A verbatim copy of every record is needed.

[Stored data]
BEGIN

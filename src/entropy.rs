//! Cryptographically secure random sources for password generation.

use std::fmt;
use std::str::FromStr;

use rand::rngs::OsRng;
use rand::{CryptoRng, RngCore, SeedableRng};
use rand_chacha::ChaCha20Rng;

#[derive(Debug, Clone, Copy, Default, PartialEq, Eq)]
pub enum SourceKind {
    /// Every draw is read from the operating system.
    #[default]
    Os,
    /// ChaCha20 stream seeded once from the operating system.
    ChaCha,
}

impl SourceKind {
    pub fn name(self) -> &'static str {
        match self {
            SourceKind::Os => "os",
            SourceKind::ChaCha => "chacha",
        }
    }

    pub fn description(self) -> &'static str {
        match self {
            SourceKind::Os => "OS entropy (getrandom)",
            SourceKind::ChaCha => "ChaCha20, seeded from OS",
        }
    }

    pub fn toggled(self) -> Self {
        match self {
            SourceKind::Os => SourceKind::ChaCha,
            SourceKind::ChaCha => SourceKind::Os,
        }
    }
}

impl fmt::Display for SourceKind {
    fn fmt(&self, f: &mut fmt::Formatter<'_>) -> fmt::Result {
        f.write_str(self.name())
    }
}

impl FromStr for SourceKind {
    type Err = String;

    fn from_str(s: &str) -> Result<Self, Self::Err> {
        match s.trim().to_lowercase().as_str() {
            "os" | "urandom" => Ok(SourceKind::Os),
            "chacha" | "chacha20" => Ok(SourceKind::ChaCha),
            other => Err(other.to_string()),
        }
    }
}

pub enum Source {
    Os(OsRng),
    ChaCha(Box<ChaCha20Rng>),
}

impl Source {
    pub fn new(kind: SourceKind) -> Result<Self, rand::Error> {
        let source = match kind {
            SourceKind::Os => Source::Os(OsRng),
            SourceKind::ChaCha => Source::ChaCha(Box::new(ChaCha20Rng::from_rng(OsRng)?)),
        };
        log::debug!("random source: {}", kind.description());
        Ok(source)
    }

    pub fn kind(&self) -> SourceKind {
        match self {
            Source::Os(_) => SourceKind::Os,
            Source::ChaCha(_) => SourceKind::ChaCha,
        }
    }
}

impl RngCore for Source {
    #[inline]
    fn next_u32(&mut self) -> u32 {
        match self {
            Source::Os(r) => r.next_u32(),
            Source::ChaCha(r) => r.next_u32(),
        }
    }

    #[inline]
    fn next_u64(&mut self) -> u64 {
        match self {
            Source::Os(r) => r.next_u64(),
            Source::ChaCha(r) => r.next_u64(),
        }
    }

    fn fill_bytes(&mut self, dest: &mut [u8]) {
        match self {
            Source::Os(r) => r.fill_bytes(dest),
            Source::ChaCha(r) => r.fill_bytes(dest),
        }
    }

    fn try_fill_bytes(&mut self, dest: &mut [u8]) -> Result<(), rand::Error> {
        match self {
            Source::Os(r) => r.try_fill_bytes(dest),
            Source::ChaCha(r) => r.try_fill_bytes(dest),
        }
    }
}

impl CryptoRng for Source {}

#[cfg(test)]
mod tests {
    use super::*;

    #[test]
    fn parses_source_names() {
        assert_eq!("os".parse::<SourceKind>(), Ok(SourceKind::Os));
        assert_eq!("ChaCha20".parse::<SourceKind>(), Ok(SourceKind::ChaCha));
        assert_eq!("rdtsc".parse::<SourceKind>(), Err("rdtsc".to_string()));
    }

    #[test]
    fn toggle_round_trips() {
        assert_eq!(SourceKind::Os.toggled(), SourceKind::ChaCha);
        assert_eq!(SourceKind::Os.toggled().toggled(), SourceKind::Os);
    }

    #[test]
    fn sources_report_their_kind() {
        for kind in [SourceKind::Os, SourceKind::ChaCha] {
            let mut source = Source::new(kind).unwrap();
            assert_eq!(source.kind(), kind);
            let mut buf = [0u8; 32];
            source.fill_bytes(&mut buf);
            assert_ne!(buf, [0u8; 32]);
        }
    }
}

END

Task response
filename src/entropy.rs
//! Cryptographically secure random sources for password generation.

use std::fmt;
use std::str::FromStr;

use rand::rngs::OsRng;
use rand::{CryptoRng, RngCore, SeedableRng};
use rand_chacha::ChaCha20Rng;

#[derive(Debug, Clone, Copy, Default, PartialEq, Eq)]
pub enum SourceKind {
    /// Every draw is read from the operating system.
    #[default]
    Os,
    /// ChaCha20 stream seeded once from the operating system.
    ChaCha,
}

impl SourceKind {
    pub fn name(self) -> &'static str {
        match self {
            SourceKind::Os => "os",
            SourceKind::ChaCha => "chacha",
        }
    }

    pub fn description(self) -> &'static str {
        match self {
            SourceKind::Os => "OS entropy (getrandom)",
            SourceKind::ChaCha => "ChaCha20, seeded from OS",
        }
    }

    pub fn toggled(self) -> Self {
        match self {
            SourceKind::Os => SourceKind::ChaCha,
            SourceKind::ChaCha => SourceKind::Os,
        }
    }
}

impl fmt::Display for SourceKind {
    fn fmt(&self, f: &mut fmt::Formatter<'_>) -> fmt::Result {
        f.write_str(self.name())
    }
}

impl FromStr for SourceKind {
    type Err = String;

    fn from_str(s: &str) -> Result<Self, Self::Err> {
        match s.trim().to_lowercase().as_str() {
            "os" | "urandom" => Ok(SourceKind::Os),
            "chacha" | "chacha20" => Ok(SourceKind::ChaCha),
            other => Err(other.to_string()),
        }
    }
}

pub enum Source {
    Os(OsRng),
    ChaCha(Box<ChaCha20Rng>),
}

impl Source {
    pub fn new(kind: SourceKind) -> Result<Self, rand::Error> {
        let source = match kind {
            SourceKind::Os => Source::Os(OsRng),
            SourceKind::ChaCha => Source::ChaCha(Box::new(ChaCha20Rng::from_rng(OsRng)?)),
        };
        log::debug!("random source: {}", kind.description());
        Ok(source)
    }

    pub fn kind(&self) -> SourceKind {
        match self {
            Source::Os(_) => SourceKind::Os,
            Source::ChaCha(_) => SourceKind::ChaCha,
        }
    }
}

impl RngCore for Source {
    #[inline]
    fn next_u32(&mut self) -> u32 {
        match self {
            Source::Os(r) => r.next_u32(),
            Source::ChaCha(r) => r.next_u32(),
        }
    }

    #[inline]
    fn next_u64(&mut self) -> u64 {
        match self {
            Source::Os(r) => r.next_u64(),
            Source::ChaCha(r) => r.next_u64(),
        }
    }

    fn fill_bytes(&mut self, dest: &mut [u8]) {
        match self {
            Source::Os(r) => r.fill_bytes(dest),
            Source::ChaCha(r) => r.fill_bytes(dest),
        }
    }

    fn try_fill_bytes(&mut self, dest: &mut [u8]) -> Result<(), rand::Error> {
        match self {
            Source::Os(r) => r.try_fill_bytes(dest),
            Source::ChaCha(r) => r.try_fill_bytes(dest),
        }
    }
}

impl CryptoRng for Source {}

#[cfg(test)]
mod tests {
    use super::*;

    #[test]
    fn parses_source_names() {
        assert_eq!("os".parse::<SourceKind>(), Ok(SourceKind::Os));
        assert_eq!("ChaCha20".parse::<SourceKind>(), Ok(SourceKind::ChaCha));
        assert_eq!("rdtsc".parse::<SourceKind>(), Err("rdtsc".to_string()));
    }

    #[test]
    fn toggle_round_trips() {
        assert_eq!(SourceKind::Os.toggled(), SourceKind::ChaCha);
        assert_eq!(SourceKind::Os.toggled().toggled(), SourceKind::Os);
    }

    #[test]
    fn sources_report_their_kind() {
        for kind in [SourceKind::Os, SourceKind::ChaCha] {
            let mut source = Source::new(kind).unwrap();
            assert_eq!(source.kind(), kind);
            let mut buf = [0u8; 32];
            source.fill_bytes(&mut buf);
            assert_ne!(buf, [0u8; 32]);
        }
    }
}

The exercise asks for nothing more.